Collected data entries

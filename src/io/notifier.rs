//! Log-backed notifier and in-range observer for headless deployments

use crate::domain::types::BeaconDefinition;
use crate::services::broadcaster::{InRangeObserver, Notifier};
use tracing::info;

/// Emits alerts as log lines
pub struct LogNotifier;

impl Notifier for LogNotifier {
    fn notify(&self, title: &str, message: &str) {
        info!(title = %title, message = %message, "notification");
    }
}

/// Logs the in-range set whenever it changes
pub struct LogObserver;

impl InRangeObserver for LogObserver {
    fn on_in_range_changed(&self, snapshot: &[BeaconDefinition]) {
        let beacons: Vec<String> = snapshot.iter().map(label).collect();
        info!(count = %snapshot.len(), beacons = ?beacons, "in_range_changed");
    }
}

/// Informal name, or the identifier triple when unnamed
fn label(beacon: &BeaconDefinition) -> String {
    match beacon.display_name() {
        Some(name) => name.to_string(),
        None => format!("{}/{}/{}", beacon.uuid, beacon.major, beacon.minor),
    }
}
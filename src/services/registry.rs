//! Region registry - builds watched regions from a beacon registry snapshot
//!
//! Malformed definitions are reported and skipped; they never prevent the
//! remaining regions from being built.

use crate::domain::identifier::{Identifier, IdentifierError};
use crate::domain::types::{BeaconDefinition, RegionId};
use parking_lot::RwLock;
use rustc_hash::FxHashMap;
use std::collections::HashSet;
use thiserror::Error;
use tracing::debug;

/// A watched region built from a valid beacon definition
#[derive(Debug, Clone, PartialEq, Eq)]
pub struct Region {
    pub id: RegionId,
    pub uuid: Identifier,
    pub major: Identifier,
    pub minor: Identifier,
    pub definition: BeaconDefinition,
}

/// Why a definition could not become a region
#[derive(Debug, Clone, PartialEq, Eq, Error)]
pub enum RegistryErrorReason {
    #[error("invalid uuid: {0}")]
    Uuid(IdentifierError),
    #[error("invalid major: {0}")]
    Major(IdentifierError),
    #[error("invalid minor: {0}")]
    Minor(IdentifierError),
    #[error("region id {0} collides with another beacon")]
    IdCollision(RegionId),
}

/// A malformed beacon definition
///
/// `Display` gives the user-facing warning text.
#[derive(Debug, Clone, PartialEq, Eq)]
pub struct RegistryError {
    pub definition: BeaconDefinition,
    pub reason: RegistryErrorReason,
}

impl std::fmt::Display for RegistryError {
    fn fmt(&self, f: &mut std::fmt::Formatter<'_>) -> std::fmt::Result {
        write!(f, "Not able to start monitoring for beacon with ")?;
        if let Some(name) = self.definition.display_name() {
            write!(f, "name: \"{}\" with ", name)?;
        }
        write!(
            f,
            "uuid: \"{}\" major: \"{}\" minor: \"{}\"",
            self.definition.uuid, self.definition.major, self.definition.minor
        )
    }
}

impl std::error::Error for RegistryError {
    fn source(&self) -> Option<&(dyn std::error::Error + 'static)> {
        Some(&self.reason)
    }
}

/// Result of building regions from a snapshot
#[derive(Debug, Default)]
pub struct RegistryBuild {
    pub regions: Vec<Region>,
    pub errors: Vec<RegistryError>,
}

pub struct RegionRegistry;

impl RegionRegistry {
    /// Build regions in snapshot order, collecting errors for invalid definitions
    pub fn build(definitions: &[BeaconDefinition]) -> RegistryBuild {
        let mut build = RegistryBuild::default();
        let mut seen_ids: HashSet<RegionId> = HashSet::new();
        let mut seen_keys: HashSet<(&str, &str, &str)> = HashSet::new();

        for definition in definitions {
            let key = (definition.uuid.as_str(), definition.major.as_str(), definition.minor.as_str());
            if !seen_keys.insert(key) {
                debug!(uuid = %definition.uuid, major = %definition.major, minor = %definition.minor, "duplicate_beacon_skipped");
                continue;
            }

            match Self::region_for(definition) {
                Ok(region) => {
                    if !seen_ids.insert(region.id.clone()) {
                        build.errors.push(RegistryError {
                            definition: definition.clone(),
                            reason: RegistryErrorReason::IdCollision(region.id),
                        });
                        continue;
                    }
                    build.regions.push(region);
                }
                Err(reason) => {
                    build.errors.push(RegistryError { definition: definition.clone(), reason });
                }
            }
        }

        build
    }

    fn region_for(definition: &BeaconDefinition) -> Result<Region, RegistryErrorReason> {
        let uuid = Identifier::parse_uuid(&definition.uuid).map_err(RegistryErrorReason::Uuid)?;
        let major = Identifier::parse_u16(&definition.major).map_err(RegistryErrorReason::Major)?;
        let minor = Identifier::parse_u16(&definition.minor).map_err(RegistryErrorReason::Minor)?;
        Ok(Region { id: definition.region_id(), uuid, major, minor, definition: definition.clone() })
    }
}

/// Read access to the external beacon registry
///
/// Used to resolve delivered events; the registry may have changed since the
/// regions were built.
pub trait BeaconStore: Send + Sync {
    fn get_beacon(&self, uuid: &str, major: &str, minor: &str) -> Option<BeaconDefinition>;
}

/// In-memory registry snapshot that is replaced wholesale on reload
#[derive(Default)]
pub struct SnapshotStore {
    beacons: RwLock<FxHashMap<(String, String, String), BeaconDefinition>>,
}

impl SnapshotStore {
    pub fn new(definitions: &[BeaconDefinition]) -> Self {
        let store = Self::default();
        store.replace(definitions);
        store
    }

    /// Replace the whole snapshot; the first of any duplicate triples wins
    pub fn replace(&self, definitions: &[BeaconDefinition]) {
        let mut beacons = FxHashMap::default();
        for def in definitions {
            beacons
                .entry((def.uuid.clone(), def.major.clone(), def.minor.clone()))
                .or_insert_with(|| def.clone());
        }
        *self.beacons.write() = beacons;
    }

    pub fn len(&self) -> usize {
        self.beacons.read().len()
    }

    pub fn is_empty(&self) -> bool {
        self.beacons.read().is_empty()
    }
}

impl BeaconStore for SnapshotStore {
    fn get_beacon(&self, uuid: &str, major: &str, minor: &str) -> Option<BeaconDefinition> {
        self.beacons
            .read()
            .get(&(uuid.to_string(), major.to_string(), minor.to_string()))
            .cloned()
    }
}

#[cfg(test)]
mod tests {
    use super::*;

    const UUID: &str = "e2c56db5-dffb-48d2-b060-d0f5a71096e0";

    #[test]
    fn test_build_skips_malformed() {
        let definitions = vec![
            BeaconDefinition::new(UUID, "1", "1"),
            BeaconDefinition::new("not a uuid", "1", "2").with_name("Broken"),
            BeaconDefinition::new(UUID, "1", "3"),
        ];

        let build = RegionRegistry::build(&definitions);

        assert_eq!(build.regions.len(), 2);
        assert_eq!(build.errors.len(), 1);
        assert_eq!(build.regions[0].definition.minor, "1");
        assert_eq!(build.regions[1].definition.minor, "3");
        assert!(matches!(build.errors[0].reason, RegistryErrorReason::Uuid(_)));
    }

    #[test]
    fn test_registry_error_message() {
        let definitions = vec![BeaconDefinition::new(UUID, "70000", "1").with_name("Desk")];
        let build = RegionRegistry::build(&definitions);
        assert!(build.regions.is_empty());
        assert_eq!(
            build.errors[0].to_string(),
            format!(
                "Not able to start monitoring for beacon with name: \"Desk\" with uuid: \"{}\" major: \"70000\" minor: \"1\"",
                UUID
            )
        );

        let definitions = vec![BeaconDefinition::new(UUID, "1", "x")];
        let build = RegionRegistry::build(&definitions);
        assert_eq!(
            build.errors[0].to_string(),
            format!("Not able to start monitoring for beacon with uuid: \"{}\" major: \"1\" minor: \"x\"", UUID)
        );
        assert!(matches!(build.errors[0].reason, RegistryErrorReason::Minor(_)));
    }

    #[test]
    fn test_long_decimal_uuid_is_rejected() {
        let build = RegionRegistry::build(&[BeaconDefinition::new("123456", "1", "1")]);
        assert!(build.regions.is_empty());
        assert_eq!(build.errors.len(), 1);
        assert!(matches!(
            build.errors[0].reason,
            RegistryErrorReason::Uuid(IdentifierError::OutOfRange(_))
        ));
    }

    #[test]
    fn test_duplicates_are_normalized() {
        let definitions = vec![
            BeaconDefinition::new("A", "1", "1").with_name("First"),
            BeaconDefinition::new("A", "1", "1").with_name("Second"),
        ];
        let build = RegionRegistry::build(&definitions);
        assert_eq!(build.regions.len(), 1);
        assert!(build.errors.is_empty());
        assert_eq!(build.regions[0].definition.informal_name.as_deref(), Some("First"));
    }

    #[test]
    fn test_colliding_region_ids_are_reported() {
        let definitions =
            vec![BeaconDefinition::new("A", "12", "3"), BeaconDefinition::new("A", "1", "23")];
        let build = RegionRegistry::build(&definitions);
        assert_eq!(build.regions.len(), 1);
        assert_eq!(build.errors.len(), 1);
        assert!(matches!(build.errors[0].reason, RegistryErrorReason::IdCollision(_)));
    }

    #[test]
    fn test_snapshot_store_lookup_and_replace() {
        let store = SnapshotStore::new(&[BeaconDefinition::new("A", "1", "1").with_name("Desk")]);
        assert_eq!(store.len(), 1);
        assert_eq!(
            store.get_beacon("A", "1", "1").and_then(|b| b.informal_name),
            Some("Desk".to_string())
        );

        store.replace(&[]);
        assert!(store.is_empty());
        assert!(store.get_beacon("A", "1", "1").is_none());
    }
}
//! Lock-free metrics collection and periodic reporting
//!
//! Counters are atomics updated from the scanning-engine callback path and the
//! broadcaster task. All atomics use Relaxed ordering; these are statistical
//! counters only and must not be used for coordination.

use std::sync::atomic::{AtomicU64, Ordering};
use std::time::Instant;
use tracing::info;

/// Apply latency bucket boundaries (microseconds)
/// Buckets: ≤10, ≤20, ≤40, ≤80, ≤160, ≤320, ≤640, ≤1280, ≤2560, ≤5120, >5120
const BUCKET_BOUNDS: [u64; 10] = [10, 20, 40, 80, 160, 320, 640, 1280, 2560, 5120];
const NUM_BUCKETS: usize = 11;

pub const METRICS_BUCKET_BOUNDS: [u64; 10] = BUCKET_BOUNDS;
pub const METRICS_NUM_BUCKETS: usize = NUM_BUCKETS;

#[inline]
fn bucket_index(latency_us: u64) -> usize {
    BUCKET_BOUNDS.partition_point(|&bound| bound < latency_us)
}

/// Update an atomic max value using compare-and-swap loop
#[inline]
fn update_atomic_max(atomic_max: &AtomicU64, new_value: u64) {
    let mut current_max = atomic_max.load(Ordering::Relaxed);
    while new_value > current_max {
        match atomic_max.compare_exchange_weak(
            current_max,
            new_value,
            Ordering::Relaxed,
            Ordering::Relaxed,
        ) {
            Ok(_) => break,
            Err(actual) => current_max = actual,
        }
    }
}

#[inline]
fn load_buckets(buckets: &[AtomicU64; NUM_BUCKETS]) -> [u64; NUM_BUCKETS] {
    let mut result = [0u64; NUM_BUCKETS];
    for (i, bucket) in buckets.iter().enumerate() {
        result[i] = bucket.load(Ordering::Relaxed);
    }
    result
}

/// Lock-free metrics collector
pub struct Metrics {
    callbacks_total: AtomicU64,
    unknown_region_total: AtomicU64,
    duplicates_suppressed_total: AtomicU64,
    state_determined_total: AtomicU64,
    enters_total: AtomicU64,
    exits_total: AtomicU64,
    publish_ok_total: AtomicU64,
    publish_failed_total: AtomicU64,
    resolution_miss_total: AtomicU64,
    notifications_total: AtomicU64,
    rebuilds_total: AtomicU64,
    registry_errors_total: AtomicU64,
    /// Regions in the installed set (gauge)
    regions_watched: AtomicU64,
    /// Beacons currently in range (gauge)
    beacons_in_range: AtomicU64,
    apply_latency_buckets: [AtomicU64; NUM_BUCKETS],
    apply_latency_sum_us: AtomicU64,
    apply_latency_max_us: AtomicU64,
    started_at: Instant,
}

impl Default for Metrics {
    fn default() -> Self {
        Self::new()
    }
}

impl Metrics {
    pub fn new() -> Self {
        Self {
            callbacks_total: AtomicU64::new(0),
            unknown_region_total: AtomicU64::new(0),
            duplicates_suppressed_total: AtomicU64::new(0),
            state_determined_total: AtomicU64::new(0),
            enters_total: AtomicU64::new(0),
            exits_total: AtomicU64::new(0),
            publish_ok_total: AtomicU64::new(0),
            publish_failed_total: AtomicU64::new(0),
            resolution_miss_total: AtomicU64::new(0),
            notifications_total: AtomicU64::new(0),
            rebuilds_total: AtomicU64::new(0),
            registry_errors_total: AtomicU64::new(0),
            regions_watched: AtomicU64::new(0),
            beacons_in_range: AtomicU64::new(0),
            apply_latency_buckets: std::array::from_fn(|_| AtomicU64::new(0)),
            apply_latency_sum_us: AtomicU64::new(0),
            apply_latency_max_us: AtomicU64::new(0),
            started_at: Instant::now(),
        }
    }

    #[inline]
    pub fn record_callback(&self) {
        self.callbacks_total.fetch_add(1, Ordering::Relaxed);
    }

    #[inline]
    pub fn record_unknown_region(&self) {
        self.unknown_region_total.fetch_add(1, Ordering::Relaxed);
    }

    #[inline]
    pub fn record_duplicate_suppressed(&self) {
        self.duplicates_suppressed_total.fetch_add(1, Ordering::Relaxed);
    }

    #[inline]
    pub fn record_state_determined(&self) {
        self.state_determined_total.fetch_add(1, Ordering::Relaxed);
    }

    #[inline]
    pub fn record_enter(&self) {
        self.enters_total.fetch_add(1, Ordering::Relaxed);
    }

    #[inline]
    pub fn record_exit(&self) {
        self.exits_total.fetch_add(1, Ordering::Relaxed);
    }

    #[inline]
    pub fn record_publish(&self, ok: bool) {
        if ok {
            self.publish_ok_total.fetch_add(1, Ordering::Relaxed);
        } else {
            self.publish_failed_total.fetch_add(1, Ordering::Relaxed);
        }
    }

    #[inline]
    pub fn record_resolution_miss(&self) {
        self.resolution_miss_total.fetch_add(1, Ordering::Relaxed);
    }

    #[inline]
    pub fn record_notification(&self) {
        self.notifications_total.fetch_add(1, Ordering::Relaxed);
    }

    /// Record a registry rebuild with its outcome
    pub fn record_rebuild(&self, regions: usize, errors: usize) {
        self.rebuilds_total.fetch_add(1, Ordering::Relaxed);
        self.registry_errors_total.fetch_add(errors as u64, Ordering::Relaxed);
        self.regions_watched.store(regions as u64, Ordering::Relaxed);
        self.beacons_in_range.store(0, Ordering::Relaxed);
    }

    #[inline]
    pub fn set_beacons_in_range(&self, count: usize) {
        self.beacons_in_range.store(count as u64, Ordering::Relaxed);
    }

    /// Record time spent inside the mutation lock for one event
    #[inline]
    pub fn record_apply_latency(&self, latency_us: u64) {
        self.apply_latency_sum_us.fetch_add(latency_us, Ordering::Relaxed);
        self.apply_latency_buckets[bucket_index(latency_us)].fetch_add(1, Ordering::Relaxed);
        update_atomic_max(&self.apply_latency_max_us, latency_us);
    }

    pub fn publish_failed_total(&self) -> u64 {
        self.publish_failed_total.load(Ordering::Relaxed)
    }

    pub fn duplicates_suppressed_total(&self) -> u64 {
        self.duplicates_suppressed_total.load(Ordering::Relaxed)
    }

    pub fn unknown_region_total(&self) -> u64 {
        self.unknown_region_total.load(Ordering::Relaxed)
    }

    /// Take a snapshot of all counters
    ///
    /// Counters are monotonic; nothing is reset by reporting.
    pub fn report(&self) -> MetricsSummary {
        let apply_lat_buckets = load_buckets(&self.apply_latency_buckets);
        let applied: u64 = apply_lat_buckets.iter().sum();
        let sum = self.apply_latency_sum_us.load(Ordering::Relaxed);
        MetricsSummary {
            uptime_secs: self.started_at.elapsed().as_secs(),
            callbacks_total: self.callbacks_total.load(Ordering::Relaxed),
            unknown_region_total: self.unknown_region_total.load(Ordering::Relaxed),
            duplicates_suppressed_total: self.duplicates_suppressed_total.load(Ordering::Relaxed),
            state_determined_total: self.state_determined_total.load(Ordering::Relaxed),
            enters_total: self.enters_total.load(Ordering::Relaxed),
            exits_total: self.exits_total.load(Ordering::Relaxed),
            publish_ok_total: self.publish_ok_total.load(Ordering::Relaxed),
            publish_failed_total: self.publish_failed_total.load(Ordering::Relaxed),
            resolution_miss_total: self.resolution_miss_total.load(Ordering::Relaxed),
            notifications_total: self.notifications_total.load(Ordering::Relaxed),
            rebuilds_total: self.rebuilds_total.load(Ordering::Relaxed),
            registry_errors_total: self.registry_errors_total.load(Ordering::Relaxed),
            regions_watched: self.regions_watched.load(Ordering::Relaxed),
            beacons_in_range: self.beacons_in_range.load(Ordering::Relaxed),
            apply_lat_buckets,
            apply_lat_sum_us: sum,
            apply_lat_avg_us: if applied > 0 { sum / applied } else { 0 },
            apply_lat_max_us: self.apply_latency_max_us.load(Ordering::Relaxed),
        }
    }
}

/// Point-in-time copy of the metrics
#[derive(Debug, Clone)]
pub struct MetricsSummary {
    pub uptime_secs: u64,
    pub callbacks_total: u64,
    pub unknown_region_total: u64,
    pub duplicates_suppressed_total: u64,
    pub state_determined_total: u64,
    pub enters_total: u64,
    pub exits_total: u64,
    pub publish_ok_total: u64,
    pub publish_failed_total: u64,
    pub resolution_miss_total: u64,
    pub notifications_total: u64,
    pub rebuilds_total: u64,
    pub registry_errors_total: u64,
    pub regions_watched: u64,
    pub beacons_in_range: u64,
    pub apply_lat_buckets: [u64; NUM_BUCKETS],
    pub apply_lat_sum_us: u64,
    pub apply_lat_avg_us: u64,
    pub apply_lat_max_us: u64,
}

impl MetricsSummary {
    pub fn log(&self) {
        info!(
            uptime_secs = %self.uptime_secs,
            callbacks = %self.callbacks_total,
            unknown = %self.unknown_region_total,
            duplicates = %self.duplicates_suppressed_total,
            enters = %self.enters_total,
            exits = %self.exits_total,
            publish_ok = %self.publish_ok_total,
            publish_failed = %self.publish_failed_total,
            resolution_miss = %self.resolution_miss_total,
            notifications = %self.notifications_total,
            regions = %self.regions_watched,
            in_range = %self.beacons_in_range,
            apply_avg_us = %self.apply_lat_avg_us,
            apply_max_us = %self.apply_lat_max_us,
            "metrics"
        );
    }
}
//! Beacon region monitoring with MQTT presence broadcast
//!
//! Exposes modules for integration testing and binary reuse.

pub mod domain;
pub mod infra;
pub mod io;
pub mod services;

*Exercise aim*
Filter the data above, keeping only lines that include the string "write".

*Solution for this exercise*
        write!(f, "Not able to start monitoring for beacon with ")?;
            write!(f, "name: \"{}\" with ", name)?;
        write!(
        *self.beacons.write() = beacons;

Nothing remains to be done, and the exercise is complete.